Source records:

──────────────────────────────

//! `/api/worker/*` — registration, heartbeat, job assignment, and job
//! result reporting (spec.md §6.1). Grounded on `worker_client.py`'s
//! request shapes and `master_coordinator.py`'s handling of them.

use axum::Json;
use axum::extract::{Path, State};
use chrono::{Duration as ChronoDuration, Utc};
use fleet_model::{
    CompleteRequest, FailRequest, HeartbeatRequest, JobAssignment, ProgressRequest, RegisterRequest,
    RegisterResponse, Status, WorkerJobSnapshot, WorkerStatus,
};
use tracing::{info, warn};

use fleet_core::Store;
use fleet_core::events::FleetEvent;

use crate::errors::AppError;
use crate::state::AppState;

/// A job claim older than this many days is only trusted back if the worker
/// has barely made progress on it (spec.md §4.4 "Reconnection recovery"
/// staleness bound) — otherwise a worker that's been silently chewing on a
/// stale claim for a month gets told to abandon it rather than resurrect
/// whatever the rest of the fleet did with that file in the meantime.
const STALE_CLAIM_AGE_DAYS: i64 = 30;
const STALE_CLAIM_PROGRESS_FLOOR: f64 = 10.0;

pub async fn register(
    State(state): State<AppState>,
    Json(body): Json<RegisterRequest>,
) -> Result<Json<RegisterResponse>, AppError> {
    let worker = state.registry.register(&body.hostname, body.capabilities, body.version);
    info!(worker_id = %worker.id, hostname = %body.hostname, "worker registered");
    state.events.publish(FleetEvent::WorkerUpdated { worker: worker.clone() });
    Ok(Json(RegisterResponse { worker_id: worker.id }))
}

fn parse_status(raw: &str) -> WorkerStatus {
    match raw {
        "downloading" => WorkerStatus::Downloading,
        "processing" => WorkerStatus::Processing,
        "uploading" => WorkerStatus::Uploading,
        "offline" => WorkerStatus::Offline,
        _ => WorkerStatus::Idle,
    }
}

pub async fn heartbeat(
    State(state): State<AppState>,
    Path(worker_id): Path<String>,
    Json(body): Json<HeartbeatRequest>,
) -> Result<Json<serde_json::Value>, AppError> {
    let status = parse_status(&body.status);
    let previous = state.registry.heartbeat(
        &worker_id,
        status,
        body.cpu_percent,
        body.memory_percent,
        body.current_speed,
        body.current_eta,
    )?;

    if previous == WorkerStatus::Offline {
        warn!(worker_id = %worker_id, "worker reconnected after being marked offline");
    }

    // Reconnection recovery (spec.md §4.4): a worker that went quiet long
    // enough for the monitor to fail its job, or that simply never got its
    // job-request response acknowledged, reports `current_job` on every
    // heartbeat while a job is in flight. Put the row back under this
    // worker's custody (or finalize it outright) rather than discarding work
    // already done.
    if let Some(job) = &body.current_job {
        recover_job(&state, &worker_id, job).await?;
    }

    if let Some(worker) = state.registry.get(&worker_id) {
        state.events.publish(FleetEvent::WorkerUpdated { worker });
    }
    Ok(Json(serde_json::json!({ "ok": true })))
}

/// Implements spec.md §4.4's 4-step reconnection-recovery algorithm: the
/// worker in `heartbeat` above has already cleared step 1 (a known
/// `worker_id`, or this handler would never have been reached).
async fn recover_job(state: &AppState, worker_id: &str, job: &WorkerJobSnapshot) -> Result<(), AppError> {
    // Step 2: validate the claim before trusting it.
    let file = state
        .store
        .get(job.file_id)
        .await?
        .ok_or_else(|| AppError::bad_request("File not found"))?;

    if !matches!(file.status, Status::Processing | Status::Pending) {
        return Err(AppError::bad_request("Protocol violation: file is not processing or pending"));
    }
    if file.path != job.file_path {
        return Err(AppError::bad_request("File path mismatch"));
    }
    if file.size_bytes != job.file_size {
        return Err(AppError::bad_request("File size mismatch"));
    }
    let claim_age = Utc::now().signed_duration_since(job.started_at);
    if claim_age > ChronoDuration::days(STALE_CLAIM_AGE_DAYS) && job.progress < STALE_CLAIM_PROGRESS_FLOOR {
        return Err(AppError::bad_request("Stale job claim rejected"));
    }

    if job.is_completed {
        // Step 3: the worker finished before the master heard about it.
        // Mark it done now rather than waiting on a `/complete` call that
        // may never arrive; the subsequent File Upload call is idempotent
        // on an already-`completed` row.
        let recovered = state.store.recover_completed(job.file_id, worker_id).await?;
        if recovered {
            state.registry.set_current_job(worker_id, None, None)?;
            state.transfer.clear_in_progress(std::path::Path::new(&file.path)).await;
            if let Some(updated) = state.store.get(job.file_id).await? {
                state.events.publish(FleetEvent::FileUpdated { file: updated });
            }
        }
    } else {
        // Step 4: rebind the row to this worker at its reported progress.
        let rebound = state.store.rebind_processing(job.file_id, worker_id, job.progress).await?;
        if rebound {
            state
                .registry
                .set_current_job(worker_id, Some(job.file_id), Some(file.filename.clone()))?;
            if let Err(err) = state.transfer.mark_in_progress(std::path::Path::new(&file.path)).await {
                warn!(file_id = job.file_id, error = %err, "failed to drop in-progress marker on recovery");
            }
            if let Some(updated) = state.store.get(job.file_id).await? {
                state.events.publish(FleetEvent::FileUpdated { file: updated });
            }
        }
    }
    Ok(())
}

pub async fn request_job(
    State(state): State<AppState>,
    Path(worker_id): Path<String>,
) -> Result<Json<Option<JobAssignment>>, AppError> {
    let assignment = state.scheduler.assign(&worker_id).await?;
    if let Some(job) = &assignment {
        info!(worker_id = %worker_id, file_id = job.file_id, "job assigned");
        if let Err(err) = state.transfer.mark_in_progress(std::path::Path::new(&job.path)).await {
            warn!(file_id = job.file_id, error = %err, "failed to drop in-progress marker");
        }
        if let Some(file) = state.store.get(job.file_id).await? {
            state.events.publish(FleetEvent::FileUpdated { file });
        }
    }
    Ok(Json(assignment))
}

pub async fn progress(
    State(state): State<AppState>,
    Path((_worker_id, file_id)): Path<(String, i64)>,
    Json(body): Json<ProgressRequest>,
) -> Result<Json<serde_json::Value>, AppError> {
    state.store.update_progress(file_id, body.percent, body.speed, body.eta).await?;
    if let Some(file) = state.store.get(file_id).await? {
        state.events.publish(FleetEvent::FileUpdated { file });
    }
    Ok(Json(serde_json::json!({ "ok": true })))
}

pub async fn complete(
    State(state): State<AppState>,
    Path((worker_id, file_id)): Path<(String, i64)>,
    Json(body): Json<CompleteRequest>,
) -> Result<Json<serde_json::Value>, AppError> {
    let savings_bytes = body.original_size - body.output_size;
    let savings_percent = if body.original_size > 0 {
        (savings_bytes as f64 / body.original_size as f64) * 100.0
    } else {
        0.0
    };
    state.store.mark_completed(file_id, body.output_size, savings_bytes, savings_percent).await?;
    state.registry.record_completion(&worker_id, body.original_size);
    state.registry.set_current_job(&worker_id, None, None)?;

    if let Some(file) = state.store.get(file_id).await? {
        state.transfer.clear_in_progress(std::path::Path::new(&file.path)).await;
        state.events.publish(FleetEvent::FileUpdated { file });
    }
    if let Some(worker) = state.registry.get(&worker_id) {
        state.events.publish(FleetEvent::WorkerUpdated { worker });
    }
    let statistics = state.store.statistics().await?;
    state.events.publish(FleetEvent::StatisticsUpdated { statistics });
    info!(worker_id = %worker_id, file_id, "job completed");
    Ok(Json(serde_json::json!({ "ok": true })))
}

pub async fn failed(
    State(state): State<AppState>,
    Path((worker_id, file_id)): Path<(String, i64)>,
    Json(body): Json<FailRequest>,
) -> Result<Json<serde_json::Value>, AppError> {
    state.store.mark_failed(file_id, &body.error).await?;
    state.registry.record_failure(&worker_id);
    state.registry.set_current_job(&worker_id, None, None)?;

    if let Some(file) = state.store.get(file_id).await? {
        state.transfer.clear_in_progress(std::path::Path::new(&file.path)).await;
        state.events.publish(FleetEvent::FileUpdated { file });
    }
    warn!(worker_id = %worker_id, file_id, error = %body.error, "job failed");
    Ok(Json(serde_json::json!({ "ok": true })))
}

──────────────────────────────

Exercise description: The first line of the entries above marks where to begin; repeat each line exactly through the one that contains "use crate::state::AppState;", and include that line.

Answer to this problem:
//! `/api/worker/*` — registration, heartbeat, job assignment, and job
//! result reporting (spec.md §6.1). Grounded on `worker_client.py`'s
//! request shapes and `master_coordinator.py`'s handling of them.

use axum::Json;
use axum::extract::{Path, State};
use chrono::{Duration as ChronoDuration, Utc};
use fleet_model::{
    CompleteRequest, FailRequest, HeartbeatRequest, JobAssignment, ProgressRequest, RegisterRequest,
    RegisterResponse, Status, WorkerJobSnapshot, WorkerStatus,
};
use tracing::{info, warn};

use fleet_core::Store;
use fleet_core::events::FleetEvent;

use crate::errors::AppError;
use crate::state::AppState;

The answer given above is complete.